The people of Namibia are set to receive more than 400 generous donations from Southern Highlands residents.
A shipping container packed to the brim with bicycles, wheelchairs and walkers will be sent to Namibia shortly, to assist those in need.
Formerly known as Bikes for Humanity, Bicycles for Change is a global volunteer group that aims to provide recycled bikes to overseas communities in need.
The local branch works out of council’s Resource Recovery Centre (RRC).
Two volunteers, Hans Radowitz and Bob Clark, man the Moss Vale hub and have sent a total of five containers to Namibia since 2010.
Mr Radowitz said more than 2000 bikes have been donated and restored over the years.
“I reckon I’ve repaired just about every make and model bicycle out there,” he said.
“But it’s the generosity of our shire’s residents that still surprises us.
“The volume of bikes that comes out of our Southern Highlands branch is among the highest in the country.”
Mr Radowitz said the majority of the bikes assisted people in important roles.
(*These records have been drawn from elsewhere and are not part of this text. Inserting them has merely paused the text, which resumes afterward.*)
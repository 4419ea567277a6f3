use std::collections::HashMap;
use std::time::Duration;

use router_core::{DispatchMode, Task, TaskResult};
use tokio::sync::oneshot;
use tokio::time::Instant;
use tracing::debug;

/// 挂起任务条目
///
/// 每个在途任务ID恰好一个条目，`collected_results.len() <= expected_count`。
#[derive(Debug)]
pub struct PendingTaskEntry {
    pub task: Task,
    pub mode: DispatchMode,
    pub collected_results: Vec<TaskResult>,
    pub expected_count: usize,
    pub submitted_at: Instant,
    reply: oneshot::Sender<TaskResult>,
}

impl PendingTaskEntry {
    pub fn new(
        task: Task,
        mode: DispatchMode,
        expected_count: usize,
        reply: oneshot::Sender<TaskResult>,
    ) -> Self {
        Self {
            task,
            mode,
            collected_results: Vec::with_capacity(expected_count),
            expected_count,
            submitted_at: Instant::now(),
            reply,
        }
    }

    pub fn task_id(&self) -> &str {
        &self.task.id
    }

    pub fn is_complete(&self) -> bool {
        self.collected_results.len() >= self.expected_count
    }

    /// 回复原始调用方。调用方已放弃等待时返回 `false`
    pub fn reply(self, result: TaskResult) -> bool {
        self.reply.send(result).is_ok()
    }
}

/// 挂起任务台账
///
/// 由分发器循环独占，无需加锁。条目只在收齐结果或超时淘汰时移除。
#[derive(Debug, Default)]
pub struct PendingTaskLedger {
    entries: HashMap<String, PendingTaskEntry>,
}

impl PendingTaskLedger {
    pub fn new() -> Self {
        Self::default()
    }

    /// 登记新条目。任务ID已存在时拒绝，原条目保持不变，新条目原样退回
    pub fn register(&mut self, entry: PendingTaskEntry) -> Result<(), PendingTaskEntry> {
        if self.entries.contains_key(entry.task_id()) {
            return Err(entry);
        }
        debug!(
            task_id = entry.task_id(),
            mode = entry.mode.as_str(),
            expected = entry.expected_count,
            "登记挂起任务"
        );
        self.entries.insert(entry.task.id.clone(), entry);
        Ok(())
    }

    /// 记录一个结果。收齐后移除并返回该条目，未知任务ID直接忽略
    pub fn record_result(&mut self, task_id: &str, result: TaskResult) -> Option<PendingTaskEntry> {
        let entry = self.entries.get_mut(task_id)?;
        entry.collected_results.push(result);
        if entry.is_complete() {
            self.entries.remove(task_id)
        } else {
            None
        }
    }

    /// 移除已挂起超过 `timeout` 的条目
    pub fn evict_expired(&mut self, now: Instant, timeout: Duration) -> Vec<PendingTaskEntry> {
        let expired: Vec<String> = self
            .entries
            .iter()
            .filter(|(_, entry)| now.saturating_duration_since(entry.submitted_at) >= timeout)
            .map(|(id, _)| id.clone())
            .collect();

        expired
            .iter()
            .filter_map(|id| self.entries.remove(id))
            .collect()
    }

    pub fn contains(&self, task_id: &str) -> bool {
        self.entries.contains_key(task_id)
    }

    pub fn get(&self, task_id: &str) -> Option<&PendingTaskEntry> {
        self.entries.get(task_id)
    }

    pub fn len(&self) -> usize {
        self.entries.len()
    }

    pub fn is_empty(&self) -> bool {
        self.entries.is_empty()
    }
}
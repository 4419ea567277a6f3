use serde::{Deserialize, Serialize};

use crate::validation::{ConfigValidator, ValidationUtils};

#[derive(Debug, Clone, Serialize, Deserialize)]
#[serde(default)]
pub struct ApiConfig {
    pub enabled: bool,
    pub bind_address: String,
    pub request_timeout_seconds: u64,
}

impl Default for ApiConfig {
    fn default() -> Self {
        Self {
            enabled: true,
            bind_address: "0.0.0.0:8080".to_string(),
            request_timeout_seconds: 30,
        }
    }
}

impl ConfigValidator for ApiConfig {
    fn validate(&self) -> crate::ConfigResult<()> {
        if !self.enabled {
            return Ok(());
        }
        ValidationUtils::validate_bind_address(&self.bind_address, "api.bind_address")?;
        ValidationUtils::validate_range(
            self.request_timeout_seconds,
            1,
            3600,
            "api.request_timeout_seconds",
        )?;
        Ok(())
    }
}

/// Output format for log entries
#[derive(Debug, Clone, Copy, Serialize, Deserialize, PartialEq, Eq)]
#[serde(rename_all = "lowercase")]
pub enum LogFormat {
    Json,
    Pretty,
    Compact,
}

impl std::str::FromStr for LogFormat {
    type Err = crate::ConfigError;

    fn from_str(s: &str) -> Result<Self, Self::Err> {
        match s.to_lowercase().as_str() {
            "json" => Ok(LogFormat::Json),
            "pretty" => Ok(LogFormat::Pretty),
            "compact" => Ok(LogFormat::Compact),
            other => Err(crate::ConfigError::Validation(format!(
                "unsupported log format: {other}"
            ))),
        }
    }
}

#[derive(Debug, Clone, Serialize, Deserialize)]
#[serde(default)]
pub struct ObservabilityConfig {
    pub log_level: String,
    pub log_format: LogFormat,
    pub metrics_enabled: bool,
    pub prometheus_bind_address: String,
}

impl Default for ObservabilityConfig {
    fn default() -> Self {
        Self {
            log_level: "info".to_string(),
            log_format: LogFormat::Pretty,
            metrics_enabled: false,
            prometheus_bind_address: "0.0.0.0:9090".to_string(),
        }
    }
}

impl ConfigValidator for ObservabilityConfig {
    fn validate(&self) -> crate::ConfigResult<()> {
        let valid_levels = ["trace", "debug", "info", "warn", "error"];
        if !valid_levels.contains(&self.log_level.to_lowercase().as_str()) {
            return Err(crate::ConfigError::Validation(format!(
                "observability.log_level must be one of {valid_levels:?}, got {}",
                self.log_level
            )));
        }
        if self.metrics_enabled {
            ValidationUtils::validate_bind_address(
                &self.prometheus_bind_address,
                "observability.prometheus_bind_address",
            )?;
        }
        Ok(())
    }
}
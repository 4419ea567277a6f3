use axum::{extract::State, response::IntoResponse, Json};
use serde::Deserialize;

use crate::{error::ApiResult, response::ApiResponse, routes::AppState};

#[derive(Debug, Deserialize)]
pub struct ScaleRequest {
    pub delta: i64,
}

/// 查询Worker状态，最多等待一个宽限期
pub async fn list_workers(State(state): State<AppState>) -> ApiResult<impl IntoResponse> {
    let statuses = state.router.get_worker_statuses().await?;
    Ok(ApiResponse::success(statuses))
}

/// 调整Worker池大小，结果始终落在合法范围内
pub async fn scale_workers(
    State(state): State<AppState>,
    Json(request): Json<ScaleRequest>,
) -> ApiResult<impl IntoResponse> {
    let result = state.router.scale_workers(request.delta).await?;
    let message = result.message.clone();
    Ok(ApiResponse::success_with_message(result, message))
}
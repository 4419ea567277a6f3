//! Worker侧通信协议
//!
//! 分发器向Worker发送 [`WorkerCommand`]，Worker通过事件通道异步回报 [`WorkerEvent`]。
//! 发送工作项对分发器来说是即发即弃的，不会阻塞分发器主循环。

use tokio::sync::{mpsc, oneshot};
use tracing::warn;

use crate::models::{TaskResult, WorkItem, WorkerMetricsSnapshot};

/// 分发器发往Worker的命令
#[derive(Debug)]
pub enum WorkerCommand {
    /// 处理一个工作项，最终产生恰好一个 `WorkerEvent::Completed`
    Dispatch(WorkItem),
    /// 请求一份指标快照
    RequestMetrics(oneshot::Sender<WorkerMetricsSnapshot>),
    /// 优雅停止，之后不再产生任何事件
    Stop,
}

/// Worker回报给分发器的事件
#[derive(Debug, Clone)]
pub enum WorkerEvent {
    Completed {
        task_id: String,
        worker_id: String,
        result: TaskResult,
    },
}

/// Worker事件的发送端，由工厂在创建Worker时交给Worker
pub type WorkerEventSender = mpsc::UnboundedSender<WorkerEvent>;

/// Worker句柄，由分发器的Worker注册表独占持有
#[derive(Debug, Clone)]
pub struct WorkerHandle {
    id: String,
    commands: mpsc::UnboundedSender<WorkerCommand>,
}

impl WorkerHandle {
    pub fn new(id: impl Into<String>, commands: mpsc::UnboundedSender<WorkerCommand>) -> Self {
        Self {
            id: id.into(),
            commands,
        }
    }

    pub fn id(&self) -> &str {
        &self.id
    }

    /// 发送工作项。Worker已退出时返回 `false`，工作项被丢弃
    pub fn dispatch(&self, item: WorkItem) -> bool {
        match self.commands.send(WorkerCommand::Dispatch(item)) {
            Ok(()) => true,
            Err(e) => {
                warn!(worker_id = %self.id, "Worker已退出，丢弃工作项: {:?}", e.0);
                false
            }
        }
    }

    /// 请求指标快照。Worker已退出时接收端会立即返回错误
    pub fn request_metrics(&self) -> oneshot::Receiver<WorkerMetricsSnapshot> {
        let (tx, rx) = oneshot::channel();
        let _ = self.commands.send(WorkerCommand::RequestMetrics(tx));
        rx
    }

    pub fn stop(&self) {
        let _ = self.commands.send(WorkerCommand::Stop);
    }

    pub fn is_closed(&self) -> bool {
        self.commands.is_closed()
    }
}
“[Most of] the bikes are shipped to areas in southern Africa where they are used to assist health care and education workers cover distances which would normally be travelled by foot,” he said.
“Even the containers are beneficially re-used and converted into bicycle repair shops once they arrive at their destination.”
The launch of the latest container of bicycles coincides with a contribution of $1000 by council towards the cost of transporting the container overseas.
“Not only are the volunteers repairing bicycles that will ultimately help those less fortunate than us but they are also saving hundreds of bikes from being scrapped or crushed,” Coucillor Gordon Markwart said.
“It’s a wonderful effort and one that Council is extremely proud to be involved with.”
Mr Radowitz said as soon as the latest container left the premises a new one would take its place.
“We’re not resting on our laurels and we already have plans in place to fill another Council sponsored container,” he said.
“We accept all types of bikes but given the conditions they’ll be used in overseas, mountain bikes are the most sought after.”
Bicycles for Change hasn’t just helped people overseas, but also people in the Highlands community.
“We’ve also donated bikes to places like women’s refuges and things like that,” Mr Radowitz said.
“We’ve helped a lot of people in the Southern Highlands too.”
In addition to bicycles, collapsible wheelchairs, crutches and walkers are also accepted.
Bicycles and wheelchairs can be dropped off free-of-charge at the Resource Recovery Centre during normal business hours.
The cost of shipping the containers is quite high, and Mr Radowitz has asked any Highlanders in the transport industry who can lend a hand to get in touch.